The people of Britain still vividly recall the determination and bravery of people in Egypt, Libya and Tunisia demonstrating for freedom nearly two years ago. Those people were also calling for an end to corruption. Stolen assets are the fruits of the labour of ordinary citizens and, as Prime Minister David Cameron has said, they rightly belong to the people of the region. The UK wants to make this happen and the Prime Minister and I are committed to doing this as swiftly as possible.
As Minister of State for Crime Prevention, I have been given personal responsibility for delivering our renewed effort on asset recovery. Over the last few months I have been struck by the enormity and complexity of the task we all face, which is why I am travelling to Cairo next week. I want to see for myself the challenges both Egyptian and UK experts must deal with and reassure the Egyptian people that the British Government takes asset recovery extremely seriously.
In advance of my visit, I reviewed the work of the new UK Task Force on Asset Recovery. The Task Force brings together all the relevant UK agencies, including the Serious Organised Crime Agency, the Metropolitan Police and the Crown Prosecution Service (CPS).
Leading members of the Task Force visited Cairo in November to strengthen links with their Egyptian counterparts. The visit was a great success and will be followed by further visits from CPS and
Metropolitan Police experts in the near future. In addition, a Regional Asset Recovery Adviser, to be based in Cairo, will deploy in the coming weeks to assist Egyptian, Libyan and Tunisian authorities and drive forward progress.

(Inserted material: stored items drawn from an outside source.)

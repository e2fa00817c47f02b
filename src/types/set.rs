// src/types/set.rs

//! # Set Type Support
//!
//! A set keeps a metadata record at its raw key and one empty-valued row per
//! member at `MemberKey::encode(key, version, member)`. Cardinality lives in
//! the metadata and is changed in the same batch as the member row.
//!
//! Supported commands:
//! - `SADD`
//! - `SREM`
//! - `SMEMBERS`
//! - `SISMEMBER`
//! - `SCARD`

use super::codec::MemberKey;
use super::metadata::Metadata;
use super::{DataType, Ds};
use crate::engine::{KvEngine, WriteBatch};
use crate::error::Result;

impl<E: KvEngine> Ds<E> {
    /// SADD. Returns `true` if `member` was not already in the set.
    pub fn sadd(&self, key: &[u8], member: &[u8]) -> Result<bool> {
        let _guard = self.lock(key);
        let mut md = self.get_or_create(key, DataType::Set)?;
        let member_key = MemberKey::encode(key, md.version, member);
        if self.engine.get(&member_key)?.is_some() {
            return Ok(false);
        }

        md.size += 1;
        let mut wb = WriteBatch::new();
        wb.put(key, &md.encode());
        wb.put(&member_key, &[]);
        self.engine.apply_batch(wb)?;
        Ok(true)
    }

    /// SISMEMBER.
    pub fn sismember(&self, key: &[u8], member: &[u8]) -> Result<bool> {
        let md = self.get_or_create(key, DataType::Set)?;
        if md.size == 0 {
            return Ok(false);
        }
        let member_key = MemberKey::encode(key, md.version, member);
        Ok(self.engine.get(&member_key)?.is_some())
    }

    /// SREM. Returns `true` if `member` was present and has been removed.
    pub fn srem(&self, key: &[u8], member: &[u8]) -> Result<bool> {
        let _guard = self.lock(key);
        let mut md = self.get_or_create(key, DataType::Set)?;
        if md.size == 0 {
            return Ok(false);
        }
        let member_key = MemberKey::encode(key, md.version, member);
        if self.engine.get(&member_key)?.is_none() {
            return Ok(false);
        }

        md.size -= 1;
        let mut wb = WriteBatch::new();
        wb.put(key, &md.encode());
        wb.delete(&member_key);
        self.engine.apply_batch(wb)?;
        Ok(true)
    }

    /// SMEMBERS, in engine key order.
    pub fn smembers(&self, key: &[u8]) -> Result<Vec<Vec<u8>>> {
        let md = self.get_or_create(key, DataType::Set)?;
        if md.size == 0 {
            return Ok(Vec::new());
        }
        Ok(self
            .scan_members(key, &md)?
            .into_iter()
            .map(|(mk, _)| mk.member)
            .collect())
    }

    /// SCARD. Never fails: any error reads as an empty set.
    pub fn scard(&self, key: &[u8]) -> u64 {
        self.get_or_create(key, DataType::Set)
            .map(|md| md.size)
            .unwrap_or(0)
    }

    /// Every member row of the live generation of `key`, with its payload.
    ///
    /// The prefix scan also visits the metadata row, rows of other raw keys
    /// that merely start with `key`, and member rows left behind by earlier
    /// generations; only rows that decode to this exact key and version count.
    pub(crate) fn scan_members(
        &self,
        key: &[u8],
        md: &Metadata,
    ) -> Result<Vec<(MemberKey, Vec<u8>)>> {
        let mut out = Vec::with_capacity(md.size as usize);
        for item in self.engine.scan_prefix(key) {
            let (raw_key, value) = item?;
            if raw_key.len() == key.len() {
                continue;
            }
            let Some(mk) = MemberKey::decode(&raw_key) else {
                continue;
            };
            if mk.key == key && mk.version == md.version {
                out.push((mk, value.to_vec()));
            }
        }
        Ok(out)
    }
}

The Prime Minster has also asked for a review of our own legal framework, to ensure we are doing everything we can to assist transition countries like Egypt.

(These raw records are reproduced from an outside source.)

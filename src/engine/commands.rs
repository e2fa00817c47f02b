// src/engine/commands.rs

//! One handler per command. Each checks its argument count before touching
//! storage, calls into [`Ds`] and shapes the result into a [`Reply`].
//! `args` never includes the command name.

use std::time::Duration;

use super::KvEngine;
use crate::error::{DsError, Result};
use crate::protocol::Reply;
use crate::types::Ds;

pub type Handler<E> = fn(&Ds<E>, &[Vec<u8>]) -> Result<Reply>;

fn exact(name: &str, args: &[Vec<u8>], n: usize) -> Result<()> {
    if args.len() == n {
        Ok(())
    } else {
        Err(DsError::WrongNumberOfArguments(name.to_string()))
    }
}

fn at_least(name: &str, args: &[Vec<u8>], n: usize) -> Result<()> {
    if args.len() >= n {
        Ok(())
    } else {
        Err(DsError::WrongNumberOfArguments(name.to_string()))
    }
}

fn parse_i64(raw: &[u8]) -> Result<i64> {
    std::str::from_utf8(raw)
        .ok()
        .and_then(|s| s.parse().ok())
        .ok_or(DsError::InvalidInteger)
}

fn count(n: u64) -> Reply {
    Reply::Integer(i64::try_from(n).unwrap_or(i64::MAX))
}

fn bulk_or_null(v: Option<Vec<u8>>) -> Reply {
    v.map(Reply::Bulk).unwrap_or(Reply::Null)
}

// --- generic ---

pub fn del<E: KvEngine>(ds: &Ds<E>, args: &[Vec<u8>]) -> Result<Reply> {
    exact("del", args, 1)?;
    ds.del(&args[0])?;
    Ok(Reply::Null)
}

pub fn type_of<E: KvEngine>(ds: &Ds<E>, args: &[Vec<u8>]) -> Result<Reply> {
    exact("type", args, 1)?;
    let dt = ds.type_of(&args[0])?;
    Ok(Reply::Status(dt.name().to_string()))
}

pub fn exists<E: KvEngine>(ds: &Ds<E>, args: &[Vec<u8>]) -> Result<Reply> {
    exact("exists", args, 1)?;
    Ok(Reply::from_bool(ds.exists(&args[0])))
}

// --- string ---

pub fn set<E: KvEngine>(ds: &Ds<E>, args: &[Vec<u8>]) -> Result<Reply> {
    exact("set", args, 2)?;
    ds.set(&args[0], &args[1], Duration::ZERO)?;
    Ok(Reply::ok())
}

pub fn setex<E: KvEngine>(ds: &Ds<E>, args: &[Vec<u8>]) -> Result<Reply> {
    exact("setex", args, 3)?;
    let secs = parse_i64(&args[1])?;
    if secs <= 0 {
        return Err(DsError::InvalidInteger);
    }
    ds.set(&args[0], &args[2], Duration::from_secs(secs as u64))?;
    Ok(Reply::ok())
}

pub fn get<E: KvEngine>(ds: &Ds<E>, args: &[Vec<u8>]) -> Result<Reply> {
    exact("get", args, 1)?;
    Ok(Reply::Bulk(ds.get(&args[0])?))
}

pub fn setnx<E: KvEngine>(ds: &Ds<E>, args: &[Vec<u8>]) -> Result<Reply> {
    exact("setnx", args, 2)?;
    Ok(Reply::from_bool(ds.setnx(&args[0], &args[1])))
}

pub fn strlen<E: KvEngine>(ds: &Ds<E>, args: &[Vec<u8>]) -> Result<Reply> {
    exact("strlen", args, 1)?;
    Ok(count(ds.strlen(&args[0]) as u64))
}

pub fn append<E: KvEngine>(ds: &Ds<E>, args: &[Vec<u8>]) -> Result<Reply> {
    exact("append", args, 2)?;
    Ok(count(ds.append(&args[0], &args[1])? as u64))
}

pub fn getdel<E: KvEngine>(ds: &Ds<E>, args: &[Vec<u8>]) -> Result<Reply> {
    exact("getdel", args, 1)?;
    Ok(Reply::Bulk(ds.getdel(&args[0])?))
}

pub fn getset<E: KvEngine>(ds: &Ds<E>, args: &[Vec<u8>]) -> Result<Reply> {
    exact("getset", args, 2)?;
    Ok(bulk_or_null(ds.getset(&args[0], &args[1])?))
}

pub fn incr<E: KvEngine>(ds: &Ds<E>, args: &[Vec<u8>]) -> Result<Reply> {
    exact("incr", args, 1)?;
    Ok(Reply::Integer(ds.incr(&args[0])?))
}

pub fn decr<E: KvEngine>(ds: &Ds<E>, args: &[Vec<u8>]) -> Result<Reply> {
    exact("decr", args, 1)?;
    Ok(Reply::Integer(ds.decr(&args[0])?))
}

pub fn incrby<E: KvEngine>(ds: &Ds<E>, args: &[Vec<u8>]) -> Result<Reply> {
    exact("incrby", args, 2)?;
    Ok(Reply::Integer(ds.incr_by(&args[0], &args[1])?))
}

pub fn decrby<E: KvEngine>(ds: &Ds<E>, args: &[Vec<u8>]) -> Result<Reply> {
    exact("decrby", args, 2)?;
    Ok(Reply::Integer(ds.decr_by(&args[0], &args[1])?))
}

pub fn incrbyfloat<E: KvEngine>(ds: &Ds<E>, args: &[Vec<u8>]) -> Result<Reply> {
    exact("incrbyfloat", args, 2)?;
    Ok(Reply::from_f64(ds.incr_by_float(&args[0], &args[1])?))
}

// --- set ---

pub fn sadd<E: KvEngine>(ds: &Ds<E>, args: &[Vec<u8>]) -> Result<Reply> {
    exact("sadd", args, 2)?;
    Ok(Reply::from_bool(ds.sadd(&args[0], &args[1])?))
}

pub fn sismember<E: KvEngine>(ds: &Ds<E>, args: &[Vec<u8>]) -> Result<Reply> {
    exact("sismember", args, 2)?;
    Ok(Reply::from_bool(ds.sismember(&args[0], &args[1])?))
}

pub fn srem<E: KvEngine>(ds: &Ds<E>, args: &[Vec<u8>]) -> Result<Reply> {
    exact("srem", args, 2)?;
    Ok(Reply::from_bool(ds.srem(&args[0], &args[1])?))
}

pub fn smembers<E: KvEngine>(ds: &Ds<E>, args: &[Vec<u8>]) -> Result<Reply> {
    exact("smembers", args, 1)?;
    Ok(Reply::from_bytes_list(ds.smembers(&args[0])?))
}

pub fn scard<E: KvEngine>(ds: &Ds<E>, args: &[Vec<u8>]) -> Result<Reply> {
    exact("scard", args, 1)?;
    Ok(count(ds.scard(&args[0])))
}

// --- list ---

pub fn lpush<E: KvEngine>(ds: &Ds<E>, args: &[Vec<u8>]) -> Result<Reply> {
    at_least("lpush", args, 2)?;
    Ok(count(ds.lpush(&args[0], &args[1..])?))
}

pub fn rpush<E: KvEngine>(ds: &Ds<E>, args: &[Vec<u8>]) -> Result<Reply> {
    at_least("rpush", args, 2)?;
    Ok(count(ds.rpush(&args[0], &args[1..])?))
}

pub fn lpop<E: KvEngine>(ds: &Ds<E>, args: &[Vec<u8>]) -> Result<Reply> {
    exact("lpop", args, 1)?;
    Ok(bulk_or_null(ds.lpop(&args[0])?))
}

pub fn rpop<E: KvEngine>(ds: &Ds<E>, args: &[Vec<u8>]) -> Result<Reply> {
    exact("rpop", args, 1)?;
    Ok(bulk_or_null(ds.rpop(&args[0])?))
}

pub fn llen<E: KvEngine>(ds: &Ds<E>, args: &[Vec<u8>]) -> Result<Reply> {
    exact("llen", args, 1)?;
    Ok(count(ds.llen(&args[0])?))
}

pub fn lrange<E: KvEngine>(ds: &Ds<E>, args: &[Vec<u8>]) -> Result<Reply> {
    exact("lrange", args, 3)?;
    let start = parse_i64(&args[1])?;
    let stop = parse_i64(&args[2])?;
    Ok(Reply::from_bytes_list(ds.lrange(&args[0], start, stop)?))
}

// --- hash ---

pub fn hset<E: KvEngine>(ds: &Ds<E>, args: &[Vec<u8>]) -> Result<Reply> {
    exact("hset", args, 3)?;
    Ok(Reply::from_bool(ds.hset(&args[0], &args[1], &args[2])?))
}

pub fn hget<E: KvEngine>(ds: &Ds<E>, args: &[Vec<u8>]) -> Result<Reply> {
    exact("hget", args, 2)?;
    Ok(bulk_or_null(ds.hget(&args[0], &args[1])?))
}

pub fn hdel<E: KvEngine>(ds: &Ds<E>, args: &[Vec<u8>]) -> Result<Reply> {
    exact("hdel", args, 2)?;
    Ok(Reply::from_bool(ds.hdel(&args[0], &args[1])?))
}

pub fn hlen<E: KvEngine>(ds: &Ds<E>, args: &[Vec<u8>]) -> Result<Reply> {
    exact("hlen", args, 1)?;
    Ok(count(ds.hlen(&args[0])))
}

pub fn hgetall<E: KvEngine>(ds: &Ds<E>, args: &[Vec<u8>]) -> Result<Reply> {
    exact("hgetall", args, 1)?;
    let flat = ds
        .hgetall(&args[0])?
        .into_iter()
        .flat_map(|(field, value)| [field, value])
        .collect();
    Ok(Reply::from_bytes_list(flat))
}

More widely, the UK also wants to support international momentum on asset recovery and I see the UK’s G8 Presidency as an invaluable opportunity to keep this issue on the global radar and encourage greater partnership between countries.

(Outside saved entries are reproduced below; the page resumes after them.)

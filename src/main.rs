// src/main.rs
use anyhow::Context;
use clap::Parser;
use std::sync::Arc;
use tracing::{error, info};
use tracing_subscriber::EnvFilter;

use crabds::{config, server, Ds};

#[derive(Parser)]
#[command(name = "crabds")]
#[command(about = "Redis-compatible data types over sled", long_about = None)]
struct Args {
    /// Path to the JSON config file
    #[arg(short, long, default_value = config::DEFAULT_CONFIG_PATH)]
    config: String,

    /// Listen address, overrides the config file
    #[arg(short, long)]
    bind: Option<String>,

    /// Database directory, overrides the config file
    #[arg(long)]
    db_path: Option<String>,
}

#[tokio::main]
async fn main() -> anyhow::Result<()> {
    let args = Args::parse();

    let (mut cfg, created) = config::load(&args.config)?;
    if let Some(bind) = args.bind {
        cfg.bind = bind;
    }
    if let Some(db_path) = args.db_path {
        cfg.db_path = db_path;
    }

    let filter = EnvFilter::try_from_default_env()
        .or_else(|_| EnvFilter::try_new(&cfg.log_level))
        .context("invalid log filter")?;
    tracing_subscriber::fmt().with_env_filter(filter).init();
    if created {
        info!("Default config created at {}", args.config);
    }

    let db = sled::open(&cfg.db_path)
        .with_context(|| format!("failed to open database at {}", cfg.db_path))?;
    info!("Opened database: {}", cfg.db_path);
    let ds = Arc::new(Ds::with_lock_stripes(db, cfg.lock_stripes));

    let shutdown = async {
        if let Err(e) = tokio::signal::ctrl_c().await {
            error!("failed to listen for ctrl-c: {}", e);
        }
    };
    server::run(&cfg.bind, Arc::clone(&ds), shutdown).await?;

    if cfg.flush_on_shutdown {
        ds.close().context("flush on shutdown failed")?;
        info!("database flushed");
    }
    Ok(())
}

Whilst this is all important work, and we are making good progress, I must add a small note of caution. It will take time to achieve the results we all want. Asset recovery requires painstaking work and we must ensure proper judicial processes are followed. Whilst there is a moral imperative for this work to be carried out swiftly, it should not be at the cost of depriving individuals of their rights.
Success also means working together. The Task Force brings welcome new energy and focus to our efforts, but we will only be truly successful if all involved invest the necessary time and energy to make our endeavour work.
So, with all this in mind, I am looking forward to my trip to Cairo with great anticipation and will continue to ensure the Task Force does what the Prime Minister has asked: make sure that assets that have been illegally taken from the people of the region go back to where they belong.
Jeremy Browne is Uk's Minister of State for Crime Prevention.